Der Ewige Bund wurde 2018 gegründet und sieht sich in dem Glauben, der Kriegs- und Belagerungszustand von 1914 würde bis heute andauern. Um Mitglied der Organisation zu werden, muss man zunächst eine Grundlagenschulung absolvieren und seine Herkunft als Deutscher mit offiziellen Papieren nachweisen. Anschließend ist man verpflichtet sich beim Vaterländischen Hilfsdienst (VHD) zu melden. Dieser ist in 24 Armeekorpsbezirke aufgeteilt, wobei Hildesheim in den Bezirk 10 – Hannover fällt.
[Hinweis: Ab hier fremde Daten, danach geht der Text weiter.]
//! HDR capture pass pipelines: instanced geometry and the sky backdrop.
//!
//! Both write two color attachments at once, the full-range scene color and
//! the bright extraction that seeds the bloom chain.

use std::mem;

use crate::pipelines::{DEPTH_FORMAT, HDR_FORMAT, mk_render_pipeline};

/// Interleaved vertex as uploaded from the mesh pool: position, normal, uv.
pub fn vertex_desc() -> wgpu::VertexBufferLayout<'static> {
    wgpu::VertexBufferLayout {
        array_stride: (mem::size_of::<f32>() * 8) as wgpu::BufferAddress,
        step_mode: wgpu::VertexStepMode::Vertex,
        attributes: &[
            wgpu::VertexAttribute {
                offset: 0,
                shader_location: 0,
                format: wgpu::VertexFormat::Float32x3,
            },
            wgpu::VertexAttribute {
                offset: mem::size_of::<[f32; 3]>() as wgpu::BufferAddress,
                shader_location: 1,
                format: wgpu::VertexFormat::Float32x3,
            },
            wgpu::VertexAttribute {
                offset: mem::size_of::<[f32; 6]>() as wgpu::BufferAddress,
                shader_location: 2,
                format: wgpu::VertexFormat::Float32x2,
            },
        ],
    }
}

/// One world matrix per instance, fed from the group's transform list.
#[repr(C)]
#[derive(Debug, Copy, Clone, bytemuck::Pod, bytemuck::Zeroable)]
pub struct InstanceRaw {
    pub model: [[f32; 4]; 4],
}

impl InstanceRaw {
    /// A mat4 takes four vertex slots, one per column vector.
    pub fn desc() -> wgpu::VertexBufferLayout<'static> {
        wgpu::VertexBufferLayout {
            array_stride: mem::size_of::<InstanceRaw>() as wgpu::BufferAddress,
            step_mode: wgpu::VertexStepMode::Instance,
            attributes: &[
                wgpu::VertexAttribute {
                    offset: 0,
                    shader_location: 5,
                    format: wgpu::VertexFormat::Float32x4,
                },
                wgpu::VertexAttribute {
                    offset: mem::size_of::<[f32; 4]>() as wgpu::BufferAddress,
                    shader_location: 6,
                    format: wgpu::VertexFormat::Float32x4,
                },
                wgpu::VertexAttribute {
                    offset: mem::size_of::<[f32; 8]>() as wgpu::BufferAddress,
                    shader_location: 7,
                    format: wgpu::VertexFormat::Float32x4,
                },
                wgpu::VertexAttribute {
                    offset: mem::size_of::<[f32; 12]>() as wgpu::BufferAddress,
                    shader_location: 8,
                    format: wgpu::VertexFormat::Float32x4,
                },
            ],
        }
    }
}

/// GPU-side material constants; `albedo.w` doubles as the texture flag.
#[repr(C)]
#[derive(Debug, Copy, Clone, bytemuck::Pod, bytemuck::Zeroable)]
pub struct MaterialUniform {
    pub albedo: [f32; 4],
    pub emission: [f32; 4],
    // roughness, metallic, fresnel, unused
    pub params: [f32; 4],
}

fn hdr_targets(blend: Option<wgpu::BlendState>) -> [Option<wgpu::ColorTargetState>; 2] {
    [
        Some(wgpu::ColorTargetState {
            format: HDR_FORMAT,
            blend,
            write_mask: wgpu::ColorWrites::ALL,
        }),
        Some(wgpu::ColorTargetState {
            format: HDR_FORMAT,
            blend,
            write_mask: wgpu::ColorWrites::ALL,
        }),
    ]
}

pub fn mk_geometry_pipeline(
    device: &wgpu::Device,
    camera_layout: &wgpu::BindGroupLayout,
    material_layout: &wgpu::BindGroupLayout,
) -> wgpu::RenderPipeline {
    let layout = device.create_pipeline_layout(&wgpu::PipelineLayoutDescriptor {
        label: Some("Geometry Pipeline Layout"),
        bind_group_layouts: &[camera_layout, material_layout],
        push_constant_ranges: &[],
    });

    let shader = wgpu::ShaderModuleDescriptor {
        label: Some("Geometry Shader"),
        source: wgpu::ShaderSource::Wgsl(include_str!("geometry.wgsl").into()),
    };

    mk_render_pipeline(
        device,
        &layout,
        &hdr_targets(Some(wgpu::BlendState::REPLACE)),
        Some(wgpu::DepthStencilState {
            format: DEPTH_FORMAT,
            depth_write_enabled: true,
            depth_compare: wgpu::CompareFunction::Less,
            stencil: wgpu::StencilState::default(),
            bias: wgpu::DepthBiasState::default(),
        }),
        &[vertex_desc(), InstanceRaw::desc()],
        Some(wgpu::Face::Back),
        shader,
        "Geometry Pipeline",
    )
}

/// Fullscreen backdrop drawn before the geometry, with depth writes off so
/// every scene fragment lands in front of it.
pub fn mk_sky_pipeline(
    device: &wgpu::Device,
    sky_layout: &wgpu::BindGroupLayout,
) -> wgpu::RenderPipeline {
    let layout = device.create_pipeline_layout(&wgpu::PipelineLayoutDescriptor {
        label: Some("Sky Pipeline Layout"),
        bind_group_layouts: &[sky_layout],
        push_constant_ranges: &[],
    });

    let shader = wgpu::ShaderModuleDescriptor {
        label: Some("Sky Shader"),
        source: wgpu::ShaderSource::Wgsl(include_str!("sky.wgsl").into()),
    };

    mk_render_pipeline(
        device,
        &layout,
        &hdr_targets(Some(wgpu::BlendState::REPLACE)),
        Some(wgpu::DepthStencilState {
            format: DEPTH_FORMAT,
            depth_write_enabled: false,
            depth_compare: wgpu::CompareFunction::Always,
            stencil: wgpu::StencilState::default(),
            bias: wgpu::DepthBiasState::default(),
        }),
        &[],
        None,
        shader,
        "Sky Pipeline",
    )
}

#[cfg(test)]
mod tests {
    use super::*;

    #[test]
    fn vertex_layout_covers_the_interleaved_stride() {
        let desc = vertex_desc();
        assert_eq!(desc.array_stride, 32);
        let last = desc.attributes.last().unwrap();
        assert_eq!(last.offset, 24);
        assert_eq!(last.shader_location, 2);
    }

    #[test]
    fn instance_layout_spans_four_vec4_slots() {
        let desc = InstanceRaw::desc();
        assert_eq!(desc.array_stride, 64);
        assert_eq!(desc.attributes.len(), 4);
        assert_eq!(desc.attributes[0].shader_location, 5);
        assert_eq!(desc.attributes[3].shader_location, 8);
    }
}
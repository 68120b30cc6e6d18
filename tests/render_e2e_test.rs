//! End-to-end frames against a headless device. These need a working GPU,
//! so they only run with the `integration-tests` feature enabled.

#[cfg(feature = "integration-tests")]
mod gpu {
    use ember_ngin::context::Context;
    use ember_ngin::data_structures::{Object, Scene, Texture, scene::unit_quad_mesh};
    use ember_ngin::render::{Renderer, RendererDesc};
    use ember_ngin::surface::{OffscreenSurface, RenderSurface};
    use ember_ngin::{Matrix4, SquareMatrix, Vector3};

    // Unit quad, untextured default material (albedo (1,1,1)), first
    // transform the identity.
    fn quad_scene(transform_count: usize) -> Scene {
        let mut scene = Scene::new();
        let mesh = scene.meshes.push(unit_quad_mesh());
        let material = scene.add_material();

        let stage = scene.current_stage_mut();
        let object = stage.add_object();
        *stage.objects.get_mut(object) = Object {
            mesh,
            material,
            mesh_lod: Vec::new(),
        };
        let group = stage.add_instance_group();
        let group = stage.instances.get_mut(group);
        group.object = object;
        group.transforms.push(Matrix4::identity());
        for i in 1..transform_count {
            group
                .transforms
                .push(Matrix4::from_translation(Vector3::new(
                    i as f32, -1.0, -3.0,
                )));
        }
        stage.cam_pos = Vector3::new(0.0, 1.0, 2.0);
        stage.cam_dir = Vector3::new(0.0, -0.5, -1.0);
        scene
    }

    fn mk_renderer(width: u32, height: u32) -> Renderer {
        let _ = env_logger::builder().is_test(true).try_init();
        let ctx = pollster::block_on(Context::headless(width, height)).unwrap();
        Renderer::new(ctx, RendererDesc::default())
    }

    #[test]
    fn frame_runs_the_fixed_pass_sequence_without_a_sky() {
        let mut renderer = mk_renderer(64, 64);
        let scene = quad_scene(1);
        let mut surface = OffscreenSurface::new(64, 64);

        renderer.upload(&scene);
        renderer.render(&scene, &mut surface).unwrap();

        let stats = renderer.last_frame_stats();
        assert_eq!(stats.composite_passes, 1);
        assert_eq!(stats.downsample_passes, 5);
        assert_eq!(stats.upsample_passes, 4);
        assert_eq!(stats.draw_calls, 1);
        let (scene_input, bloom_input) = stats.composite_inputs.unwrap();
        assert_ne!(scene_input, bloom_input, "composite must read two slots");
        // First frame configures both HDR attachments, depth and all mips.
        assert_eq!(stats.slots_reconfigured, 8);
        assert!(!surface.resized(), "renderer must clear the flag");
    }

    #[test]
    fn steady_state_frames_reuse_every_screen_resource() {
        let mut renderer = mk_renderer(64, 64);
        let scene = quad_scene(1);
        let mut surface = OffscreenSurface::new(64, 64);

        renderer.render(&scene, &mut surface).unwrap();
        renderer.render(&scene, &mut surface).unwrap();

        let stats = renderer.last_frame_stats();
        assert_eq!(stats.slots_reconfigured, 0);
        assert_eq!(stats.composite_passes, 1);
    }

    #[test]
    fn resize_reallocates_the_whole_slot_set_once() {
        let mut renderer = mk_renderer(64, 64);
        let scene = quad_scene(1);
        let mut surface = OffscreenSurface::new(64, 64);

        renderer.render(&scene, &mut surface).unwrap();
        surface.set_size(128, 96);
        renderer.render(&scene, &mut surface).unwrap();

        assert_eq!(renderer.last_frame_stats().slots_reconfigured, 8);
        assert_eq!(renderer.context().extent(), (128, 96));

        renderer.render(&scene, &mut surface).unwrap();
        assert_eq!(renderer.last_frame_stats().slots_reconfigured, 0);
    }

    #[test]
    fn each_transform_in_a_group_costs_one_draw() {
        let mut renderer = mk_renderer(64, 64);
        let scene = quad_scene(3);
        let mut surface = OffscreenSurface::new(64, 64);

        renderer.render(&scene, &mut surface).unwrap();
        assert_eq!(renderer.last_frame_stats().draw_calls, 3);
    }

    #[test]
    fn degenerate_entities_draw_harmlessly() {
        let mut renderer = mk_renderer(64, 64);
        let mut scene = quad_scene(1);

        // A default-constructed mesh behind a valid handle, paired with a
        // zero-extent texture behind a Some albedo handle.
        let empty_mesh = scene.add_mesh();
        let empty_texture = scene.add_texture(Texture::default());
        let material = scene.add_material();
        scene.materials.get_mut(material).albedo_texture = Some(empty_texture);

        let stage = scene.current_stage_mut();
        let object = stage.add_object();
        *stage.objects.get_mut(object) = Object {
            mesh: empty_mesh,
            material,
            mesh_lod: Vec::new(),
        };
        let group = stage.add_instance_group();
        let group = stage.instances.get_mut(group);
        group.object = object;
        group.transforms.push(Matrix4::identity());

        let mut surface = OffscreenSurface::new(64, 64);
        renderer.render(&scene, &mut surface).unwrap();

        // The quad plus one zero-index draw for the empty mesh.
        assert_eq!(renderer.last_frame_stats().draw_calls, 2);
        assert_eq!(renderer.last_frame_stats().composite_passes, 1);
    }

    #[test]
    fn zero_extent_surface_skips_the_frame() {
        let mut renderer = mk_renderer(64, 64);
        let scene = quad_scene(1);
        let mut surface = OffscreenSurface::new(0, 0);

        renderer.render(&scene, &mut surface).unwrap();
        assert_eq!(renderer.last_frame_stats(), Default::default());
        assert!(surface.resized(), "a skipped frame must not clear the flag");
    }
}
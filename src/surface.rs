//! Output surfaces the renderer presents to.
//!
//! The renderer only needs an extent, a resize flag and a place to read input
//! from, so both a winit window and an offscreen target (used by the
//! integration tests) implement the same [`RenderSurface`] trait. The resize
//! flag stays up for the whole frame in which the resize happened and is
//! cleared by the renderer once all passes have observed it.

use std::collections::HashSet;
use std::sync::Arc;

use winit::{
    event::{ElementState, KeyEvent, WindowEvent},
    keyboard::{KeyCode, PhysicalKey},
    window::Window,
};

/// Input snapshot a surface accumulated since creation: currently held keys
/// and the pointer position normalized to -1..1 with y up.
#[derive(Clone, Debug, Default)]
pub struct SurfaceInput {
    pub keys: HashSet<KeyCode>,
    pub pointer: (f32, f32),
}

impl SurfaceInput {
    pub fn is_pressed(&self, key: KeyCode) -> bool {
        self.keys.contains(&key)
    }
}

pub trait RenderSurface {
    fn width(&self) -> u32;
    fn height(&self) -> u32;
    /// True from the moment the surface changed size until the renderer
    /// finishes the next frame.
    fn resized(&self) -> bool;
    fn clear_resized(&mut self);
    fn input(&self) -> &SurfaceInput;
    /// Per-frame surface-side bookkeeping. False once the surface asked to
    /// shut down; the caller's loop should stop then.
    fn present(&mut self) -> bool;
}

/// A winit window acting as render surface. Window events are funneled in
/// through [`Self::handle_window_event`] from the event loop.
#[derive(Debug)]
pub struct WindowSurface {
    window: Arc<Window>,
    width: u32,
    height: u32,
    resized: bool,
    alive: bool,
    input: SurfaceInput,
}

impl WindowSurface {
    pub fn new(window: Arc<Window>) -> Self {
        let size = window.inner_size();
        Self {
            window,
            width: size.width,
            height: size.height,
            // The first frame always configures from scratch.
            resized: true,
            alive: true,
            input: SurfaceInput::default(),
        }
    }

    pub fn window(&self) -> &Arc<Window> {
        &self.window
    }

    pub fn handle_window_event(&mut self, event: &WindowEvent) {
        match event {
            WindowEvent::Resized(size) => {
                self.width = size.width;
                self.height = size.height;
                self.resized = true;
            }
            WindowEvent::CloseRequested => self.alive = false,
            WindowEvent::KeyboardInput {
                event:
                    KeyEvent {
                        physical_key: PhysicalKey::Code(code),
                        state,
                        ..
                    },
                ..
            } => {
                match state {
                    ElementState::Pressed => self.input.keys.insert(*code),
                    ElementState::Released => self.input.keys.remove(code),
                };
            }
            WindowEvent::CursorMoved { position, .. } => {
                let w = self.width.max(1) as f64;
                let h = self.height.max(1) as f64;
                self.input.pointer = (
                    (position.x / w * 2.0 - 1.0) as f32,
                    (1.0 - position.y / h * 2.0) as f32,
                );
            }
            _ => (),
        }
    }
}

impl RenderSurface for WindowSurface {
    fn width(&self) -> u32 {
        self.width
    }

    fn height(&self) -> u32 {
        self.height
    }

    fn resized(&self) -> bool {
        self.resized
    }

    fn clear_resized(&mut self) {
        self.resized = false;
    }

    fn input(&self) -> &SurfaceInput {
        &self.input
    }

    fn present(&mut self) -> bool {
        self.window.request_redraw();
        self.alive
    }
}

/// Fixed-size surface with no window behind it. Used together with
/// [`crate::context::Context::headless`] for offscreen rendering and tests.
#[derive(Debug)]
pub struct OffscreenSurface {
    width: u32,
    height: u32,
    resized: bool,
    input: SurfaceInput,
}

impl OffscreenSurface {
    pub fn new(width: u32, height: u32) -> Self {
        Self {
            width,
            height,
            resized: true,
            input: SurfaceInput::default(),
        }
    }

    pub fn set_size(&mut self, width: u32, height: u32) {
        self.width = width;
        self.height = height;
        self.resized = true;
    }
}

impl RenderSurface for OffscreenSurface {
    fn width(&self) -> u32 {
        self.width
    }

    fn height(&self) -> u32 {
        self.height
    }

    fn resized(&self) -> bool {
        self.resized
    }

    fn clear_resized(&mut self) {
        self.resized = false;
    }

    fn input(&self) -> &SurfaceInput {
        &self.input
    }

    fn present(&mut self) -> bool {
        true
    }
}

#[cfg(test)]
mod tests {
    use super::*;

    #[test]
    fn offscreen_surface_raises_resize_flag_until_cleared() {
        let mut surface = OffscreenSurface::new(64, 64);
        assert!(surface.resized(), "first frame must configure everything");
        surface.clear_resized();
        assert!(!surface.resized());

        surface.set_size(128, 32);
        assert!(surface.resized());
        assert_eq!((surface.width(), surface.height()), (128, 32));
        surface.clear_resized();
        assert!(!surface.resized());
    }

    #[test]
    fn input_defaults_to_nothing_pressed() {
        let surface = OffscreenSurface::new(8, 8);
        assert!(!surface.input().is_pressed(KeyCode::KeyW));
        assert_eq!(surface.input().pointer, (0.0, 0.0));
    }
}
In Hildesheim ist der Ewige Bund bisher aufgefallen, als sie Kerzen am Galgenberg zu nem Gedenktag abstellten. Etwa 10 Hildesheimer*innen scheinen sich an der Organisation zu orientieren und führten eine Versammlung am 31.7.2022 am Bismarckturm in Hildesheim durch. Aufgerufen wurde vom Ewigen Bund an den Denkmälern mit Fackeln gegen „108 Jahre Belagerungszustand“ zu demonstrieren.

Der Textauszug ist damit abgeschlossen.